Each record is to be transcribed exactly.

[Stored data entries]
__________________________________________________

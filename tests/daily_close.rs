use chrono::{NaiveDate, NaiveTime};
use office_ledger_lib::{
    db, parse_view_date, BalanceCache, CacheRefresh, EntryDraft, Ledger, LedgerEntry,
    MemoryStore, Record, RecordStore, SheetNames, LEDGER_COLUMNS,
};

fn date(s: &str) -> NaiveDate {
    parse_view_date(s).expect("valid date")
}

fn at(h: u32, m: u32, s: u32) -> NaiveTime {
    NaiveTime::from_hms_opt(h, m, s).expect("valid time")
}

/// A week of office activity across two months.
fn seed<S: RecordStore>(ledger: &Ledger<S>) {
    let rows = [
        ("2024-02-29", at(17, 0, 0), "Choi", 50_000, 0, 0, 0, 0),
        ("2024-03-05", at(9, 0, 0), "Kim", 120_000, 0, 10_000, 0, 0),
        ("2024-03-05", at(14, 30, 0), "Lee", 0, 80_000, 0, 0, 5_000),
        ("2024-03-10", at(10, 0, 0), "Park", 60_000, 0, 0, 20_000, 0),
        ("2024-03-10", at(16, 45, 0), "Jung", 0, 40_000, 15_000, 0, 0),
        ("2024-03-20", at(11, 0, 0), "Han", 30_000, 10_000, 0, 0, 0),
    ];
    for (d, t, name, income_cash, income_etc, exp_cash, cash_out, exp_etc) in rows {
        ledger
            .add_entry_at(
                date(d),
                t,
                EntryDraft {
                    name: name.into(),
                    task: "visa".into(),
                    income_cash,
                    income_etc,
                    exp_cash,
                    cash_out,
                    exp_etc,
                    memo: String::new(),
                },
            )
            .expect("add entry");
    }
}

fn check_daily_close<S: RecordStore>(ledger: &Ledger<S>) {
    seed(ledger);

    // Browsing a past day: figures computed, cache untouched.
    let mid = ledger.view(date("2024-03-10")).expect("view");
    let rec = &mid.reconciliation;
    assert!(!rec.is_latest_date);
    assert_eq!(mid.cache_refresh, Some(CacheRefresh::Skipped));
    assert_eq!(mid.balance, Some(BalanceCache::default()));

    assert_eq!(rec.day_entries.len(), 2);
    assert_eq!(rec.day_entries[0].name, "Park");
    assert_eq!(rec.day.income, 100_000);
    assert_eq!(rec.day.business_expense, 15_000);
    assert_eq!(rec.day.personal_withdrawal, 20_000);
    assert_eq!(rec.day.total_outflow, 35_000);
    assert_eq!(rec.day.net_profit, 85_000);

    // 3/05 and 3/10 only.
    assert_eq!(rec.month_to_date.income, 300_000);
    assert_eq!(rec.month_to_date.business_expense, 30_000);
    assert_eq!(rec.month_to_date.net_profit, 270_000);
    // Whole March, including 3/20.
    assert_eq!(rec.month_net_profit, 310_000);

    // 50k + (120k - 10k) + (60k - 20k) + (-15k)
    assert_eq!(rec.cumulative_cash, 185_000);

    // Closing the latest day publishes the cache.
    let close = ledger.view(date("2024-03-20")).expect("view");
    assert!(close.reconciliation.is_latest_date);
    assert_eq!(close.cache_refresh, Some(CacheRefresh::Written));
    let published = BalanceCache {
        cash: 215_000,
        profit: 310_000,
    };
    assert_eq!(close.balance, Some(published));

    // Same inputs again: same result, no second write.
    let again = ledger.view(date("2024-03-20")).expect("view");
    assert_eq!(again.reconciliation, close.reconciliation);
    assert_eq!(again.cache_refresh, Some(CacheRefresh::Unchanged));

    // Past day still leaves the published cache alone.
    let past = ledger.view(date("2024-03-05")).expect("view");
    assert_eq!(past.balance, Some(published));

    // Deleting the latest entry moves the latest close back to 3/10.
    let latest = ledger
        .load_entries()
        .expect("load")
        .into_iter()
        .find(|e| e.name == "Han")
        .expect("Han entry");
    ledger.delete_entry(&latest.id).expect("delete");
    let reclosed = ledger.view(date("2024-03-10")).expect("view");
    assert!(reclosed.reconciliation.is_latest_date);
    assert_eq!(
        reclosed.balance,
        Some(BalanceCache {
            cash: 185_000,
            profit: 270_000,
        })
    );
}

#[test]
fn test_daily_close_memory_store() {
    let ledger = Ledger::new(MemoryStore::new(), SheetNames::default());
    check_daily_close(&ledger);
    assert_eq!(ledger.store().writes_to("잔액"), 2);
}

#[test]
fn test_daily_close_sqlite_store() {
    let dir = std::env::temp_dir().join("office_ledger_it_daily_close");
    let _ = std::fs::remove_dir_all(&dir);
    let store = db::init(&dir.join("ledger.db")).expect("init store");

    let ledger = Ledger::new(store, SheetNames::default());
    check_daily_close(&ledger);

    drop(ledger);
    let _ = std::fs::remove_dir_all(&dir);
}

#[test]
fn test_empty_ledger_closes_to_zero() {
    let store = MemoryStore::new();
    let sheets = SheetNames::default();
    store
        .write_all(
            &sheets.balance,
            &[Record::from([
                ("key".to_string(), "cash".to_string()),
                ("value".to_string(), "999".to_string()),
            ])],
            &["key", "value"],
        )
        .expect("seed stale cache");

    let ledger = Ledger::new(&store, sheets);
    let view = ledger.view(date("2024-03-10")).expect("view");
    assert_eq!(view.reconciliation.cumulative_cash, 0);
    assert_eq!(view.balance, Some(BalanceCache::default()));
    assert_eq!(view.cache_refresh, Some(CacheRefresh::Written));
}

#[test]
fn test_dirty_rows_from_store() {
    let store = MemoryStore::new();
    let sheets = SheetNames::default();
    let row = |pairs: &[(&str, &str)]| -> Record {
        pairs
            .iter()
            .map(|(k, v)| (k.to_string(), v.to_string()))
            .collect()
    };
    store
        .write_all(
            &sheets.daily,
            &[
                row(&[
                    ("id", "a"),
                    ("date", "2024-03-10"),
                    ("time", "09:00:00"),
                    ("income_cash", "1,000"),
                    ("exp_cash", "200"),
                ]),
                row(&[
                    ("id", ""),
                    ("date", "2024-03-10"),
                    ("time", "10:00:00"),
                    ("income_cash", "300.9"),
                ]),
                row(&[("id", "c"), ("date", "someday"), ("income_cash", "5000")]),
            ],
            &LEDGER_COLUMNS,
        )
        .expect("seed rows");

    let ledger = Ledger::new(&store, sheets);
    let entries: Vec<LedgerEntry> = ledger.load_entries().expect("load");
    assert_eq!(entries.len(), 3);
    assert!(!entries[1].id.is_empty());

    let view = ledger.view(date("2024-03-10")).expect("view");
    // "1,000" is not a number and counts as 0.
    assert_eq!(view.reconciliation.day.income, 300);
    assert_eq!(view.reconciliation.cumulative_cash, 100);
}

__________________________________________________

EXERCISE RESULT:
filename tests/daily_close.rs
use chrono::{NaiveDate, NaiveTime};
use office_ledger_lib::{
    db, parse_view_date, BalanceCache, CacheRefresh, EntryDraft, Ledger, LedgerEntry,
    MemoryStore, Record, RecordStore, SheetNames, LEDGER_COLUMNS,
};

fn date(s: &str) -> NaiveDate {
    parse_view_date(s).expect("valid date")
}

fn at(h: u32, m: u32, s: u32) -> NaiveTime {
    NaiveTime::from_hms_opt(h, m, s).expect("valid time")
}

/// A week of office activity across two months.
fn seed<S: RecordStore>(ledger: &Ledger<S>) {
    let rows = [
        ("2024-02-29", at(17, 0, 0), "Choi", 50_000, 0, 0, 0, 0),
        ("2024-03-05", at(9, 0, 0), "Kim", 120_000, 0, 10_000, 0, 0),
        ("2024-03-05", at(14, 30, 0), "Lee", 0, 80_000, 0, 0, 5_000),
        ("2024-03-10", at(10, 0, 0), "Park", 60_000, 0, 0, 20_000, 0),
        ("2024-03-10", at(16, 45, 0), "Jung", 0, 40_000, 15_000, 0, 0),
        ("2024-03-20", at(11, 0, 0), "Han", 30_000, 10_000, 0, 0, 0),
    ];
    for (d, t, name, income_cash, income_etc, exp_cash, cash_out, exp_etc) in rows {
        ledger
            .add_entry_at(
                date(d),
                t,
                EntryDraft {
                    name: name.into(),
                    task: "visa".into(),
                    income_cash,
                    income_etc,
                    exp_cash,
                    cash_out,
                    exp_etc,
                    memo: String::new(),
                },
            )
            .expect("add entry");
    }
}

fn check_daily_close<S: RecordStore>(ledger: &Ledger<S>) {
    seed(ledger);

    // Browsing a past day: figures computed, cache untouched.
    let mid = ledger.view(date("2024-03-10")).expect("view");
    let rec = &mid.reconciliation;
    assert!(!rec.is_latest_date);
    assert_eq!(mid.cache_refresh, Some(CacheRefresh::Skipped));
    assert_eq!(mid.balance, Some(BalanceCache::default()));

    assert_eq!(rec.day_entries.len(), 2);
    assert_eq!(rec.day_entries[0].name, "Park");
    assert_eq!(rec.day.income, 100_000);
    assert_eq!(rec.day.business_expense, 15_000);
    assert_eq!(rec.day.personal_withdrawal, 20_000);
    assert_eq!(rec.day.total_outflow, 35_000);
    assert_eq!(rec.day.net_profit, 85_000);

    // 3/05 and 3/10 only.
    assert_eq!(rec.month_to_date.income, 300_000);
    assert_eq!(rec.month_to_date.business_expense, 30_000);
    assert_eq!(rec.month_to_date.net_profit, 270_000);
    // Whole March, including 3/20.
    assert_eq!(rec.month_net_profit, 310_000);

    // 50k + (120k - 10k) + (60k - 20k) + (-15k)
    assert_eq!(rec.cumulative_cash, 185_000);

    // Closing the latest day publishes the cache.
    let close = ledger.view(date("2024-03-20")).expect("view");
    assert!(close.reconciliation.is_latest_date);
    assert_eq!(close.cache_refresh, Some(CacheRefresh::Written));
    let published = BalanceCache {
        cash: 215_000,
        profit: 310_000,
    };
    assert_eq!(close.balance, Some(published));

    // Same inputs again: same result, no second write.
    let again = ledger.view(date("2024-03-20")).expect("view");
    assert_eq!(again.reconciliation, close.reconciliation);
    assert_eq!(again.cache_refresh, Some(CacheRefresh::Unchanged));

    // Past day still leaves the published cache alone.
    let past = ledger.view(date("2024-03-05")).expect("view");
    assert_eq!(past.balance, Some(published));

    // Deleting the latest entry moves the latest close back to 3/10.
    let latest = ledger
        .load_entries()
        .expect("load")
        .into_iter()
        .find(|e| e.name == "Han")
        .expect("Han entry");
    ledger.delete_entry(&latest.id).expect("delete");
    let reclosed = ledger.view(date("2024-03-10")).expect("view");
    assert!(reclosed.reconciliation.is_latest_date);
    assert_eq!(
        reclosed.balance,
        Some(BalanceCache {
            cash: 185_000,
            profit: 270_000,
        })
    );
}

#[test]
fn test_daily_close_memory_store() {
    let ledger = Ledger::new(MemoryStore::new(), SheetNames::default());
    check_daily_close(&ledger);
    assert_eq!(ledger.store().writes_to("잔액"), 2);
}

#[test]
fn test_daily_close_sqlite_store() {
    let dir = std::env::temp_dir().join("office_ledger_it_daily_close");
    let _ = std::fs::remove_dir_all(&dir);
    let store = db::init(&dir.join("ledger.db")).expect("init store");

    let ledger = Ledger::new(store, SheetNames::default());
    check_daily_close(&ledger);

    drop(ledger);
    let _ = std::fs::remove_dir_all(&dir);
}

#[test]
fn test_empty_ledger_closes_to_zero() {
    let store = MemoryStore::new();
    let sheets = SheetNames::default();
    store
        .write_all(
            &sheets.balance,
            &[Record::from([
                ("key".to_string(), "cash".to_string()),
                ("value".to_string(), "999".to_string()),
            ])],
            &["key", "value"],
        )
        .expect("seed stale cache");

    let ledger = Ledger::new(&store, sheets);
    let view = ledger.view(date("2024-03-10")).expect("view");
    assert_eq!(view.reconciliation.cumulative_cash, 0);
    assert_eq!(view.balance, Some(BalanceCache::default()));
    assert_eq!(view.cache_refresh, Some(CacheRefresh::Written));
}

#[test]
fn test_dirty_rows_from_store() {
    let store = MemoryStore::new();
    let sheets = SheetNames::default();
    let row = |pairs: &[(&str, &str)]| -> Record {
        pairs
            .iter()
            .map(|(k, v)| (k.to_string(), v.to_string()))
            .collect()
    };
    store
        .write_all(
            &sheets.daily,
            &[
                row(&[
                    ("id", "a"),
                    ("date", "2024-03-10"),
                    ("time", "09:00:00"),
                    ("income_cash", "1,000"),
                    ("exp_cash", "200"),
                ]),
                row(&[
                    ("id", ""),
                    ("date", "2024-03-10"),
                    ("time", "10:00:00"),
                    ("income_cash", "300.9"),
                ]),
                row(&[("id", "c"), ("date", "someday"), ("income_cash", "5000")]),
            ],
            &LEDGER_COLUMNS,
        )
        .expect("seed rows");

    let ledger = Ledger::new(&store, sheets);
    let entries: Vec<LedgerEntry> = ledger.load_entries().expect("load");
    assert_eq!(entries.len(), 3);
    assert!(!entries[1].id.is_empty());

    let view = ledger.view(date("2024-03-10")).expect("view");
    // "1,000" is not a number and counts as 0.
    assert_eq!(view.reconciliation.day.income, 300);
    assert_eq!(view.reconciliation.cumulative_cash, 100);
}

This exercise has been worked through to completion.